START Records supplied

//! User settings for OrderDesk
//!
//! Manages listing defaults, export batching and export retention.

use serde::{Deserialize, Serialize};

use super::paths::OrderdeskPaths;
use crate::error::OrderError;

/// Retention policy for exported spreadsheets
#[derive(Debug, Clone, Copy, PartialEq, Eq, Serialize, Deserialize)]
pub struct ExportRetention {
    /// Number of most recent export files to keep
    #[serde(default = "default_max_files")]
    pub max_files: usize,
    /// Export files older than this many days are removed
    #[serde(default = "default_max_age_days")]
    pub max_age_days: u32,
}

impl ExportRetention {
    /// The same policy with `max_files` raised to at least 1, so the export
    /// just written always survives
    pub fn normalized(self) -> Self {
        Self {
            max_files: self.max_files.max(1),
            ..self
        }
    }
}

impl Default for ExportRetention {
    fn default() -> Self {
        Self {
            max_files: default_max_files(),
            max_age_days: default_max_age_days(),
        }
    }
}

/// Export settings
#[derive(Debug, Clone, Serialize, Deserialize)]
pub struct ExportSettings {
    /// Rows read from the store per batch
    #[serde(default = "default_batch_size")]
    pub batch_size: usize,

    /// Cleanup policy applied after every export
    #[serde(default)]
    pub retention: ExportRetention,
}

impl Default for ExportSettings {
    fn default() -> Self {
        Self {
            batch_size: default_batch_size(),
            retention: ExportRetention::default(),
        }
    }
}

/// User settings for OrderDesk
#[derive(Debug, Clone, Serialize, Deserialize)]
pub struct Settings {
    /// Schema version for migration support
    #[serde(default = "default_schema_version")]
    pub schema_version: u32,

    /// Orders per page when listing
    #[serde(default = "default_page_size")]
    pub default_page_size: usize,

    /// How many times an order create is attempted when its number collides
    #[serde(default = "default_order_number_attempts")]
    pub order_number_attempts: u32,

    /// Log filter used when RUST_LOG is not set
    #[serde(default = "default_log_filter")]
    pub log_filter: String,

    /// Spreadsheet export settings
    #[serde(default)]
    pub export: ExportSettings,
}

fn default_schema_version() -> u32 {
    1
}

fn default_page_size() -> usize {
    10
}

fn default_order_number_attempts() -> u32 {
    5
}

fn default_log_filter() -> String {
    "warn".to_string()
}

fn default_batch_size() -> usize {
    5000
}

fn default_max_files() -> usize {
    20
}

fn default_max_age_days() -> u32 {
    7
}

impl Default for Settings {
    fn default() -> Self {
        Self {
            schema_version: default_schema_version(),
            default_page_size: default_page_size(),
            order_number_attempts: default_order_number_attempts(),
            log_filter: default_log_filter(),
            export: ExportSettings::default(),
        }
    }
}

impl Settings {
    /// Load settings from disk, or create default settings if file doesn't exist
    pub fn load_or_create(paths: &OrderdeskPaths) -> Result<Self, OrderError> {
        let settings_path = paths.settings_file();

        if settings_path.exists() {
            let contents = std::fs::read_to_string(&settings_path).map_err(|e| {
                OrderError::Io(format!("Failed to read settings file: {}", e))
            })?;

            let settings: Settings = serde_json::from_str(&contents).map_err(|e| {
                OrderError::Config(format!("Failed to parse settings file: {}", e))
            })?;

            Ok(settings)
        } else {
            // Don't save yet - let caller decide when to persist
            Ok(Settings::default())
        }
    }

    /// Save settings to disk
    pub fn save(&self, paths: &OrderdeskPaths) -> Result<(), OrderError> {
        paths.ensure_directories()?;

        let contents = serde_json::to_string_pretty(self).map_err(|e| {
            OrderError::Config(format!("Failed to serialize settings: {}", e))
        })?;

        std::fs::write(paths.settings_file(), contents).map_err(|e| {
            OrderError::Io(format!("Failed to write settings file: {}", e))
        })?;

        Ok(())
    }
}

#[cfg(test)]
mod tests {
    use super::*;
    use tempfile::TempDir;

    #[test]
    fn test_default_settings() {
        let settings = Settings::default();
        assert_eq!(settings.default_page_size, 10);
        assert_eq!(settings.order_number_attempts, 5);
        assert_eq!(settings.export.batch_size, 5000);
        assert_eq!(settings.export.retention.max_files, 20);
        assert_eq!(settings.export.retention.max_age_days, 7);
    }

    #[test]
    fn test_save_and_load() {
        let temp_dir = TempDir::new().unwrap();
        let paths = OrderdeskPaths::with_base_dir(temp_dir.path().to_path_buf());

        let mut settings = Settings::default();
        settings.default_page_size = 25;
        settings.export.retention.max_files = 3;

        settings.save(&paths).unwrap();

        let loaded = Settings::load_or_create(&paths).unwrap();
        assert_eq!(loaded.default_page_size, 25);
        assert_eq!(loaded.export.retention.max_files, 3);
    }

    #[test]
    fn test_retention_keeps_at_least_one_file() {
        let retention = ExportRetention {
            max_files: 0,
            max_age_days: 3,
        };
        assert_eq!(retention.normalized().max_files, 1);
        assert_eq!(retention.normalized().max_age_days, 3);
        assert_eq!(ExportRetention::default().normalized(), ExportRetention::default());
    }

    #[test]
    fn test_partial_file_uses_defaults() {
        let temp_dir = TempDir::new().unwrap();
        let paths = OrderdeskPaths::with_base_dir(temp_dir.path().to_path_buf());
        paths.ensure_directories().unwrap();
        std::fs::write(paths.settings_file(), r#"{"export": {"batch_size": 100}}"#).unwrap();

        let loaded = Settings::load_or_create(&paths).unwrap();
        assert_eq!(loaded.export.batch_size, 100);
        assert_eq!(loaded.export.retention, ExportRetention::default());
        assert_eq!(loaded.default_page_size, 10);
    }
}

END Records supplied

Task item: In the entries above, find every line holding the word "write" and copy it out.

Result below:
        std::fs::write(paths.settings_file(), contents).map_err(|e| {
            OrderError::Io(format!("Failed to write settings file: {}", e))
        std::fs::write(paths.settings_file(), r#"{"export": {"batch_size": 100}}"#).unwrap();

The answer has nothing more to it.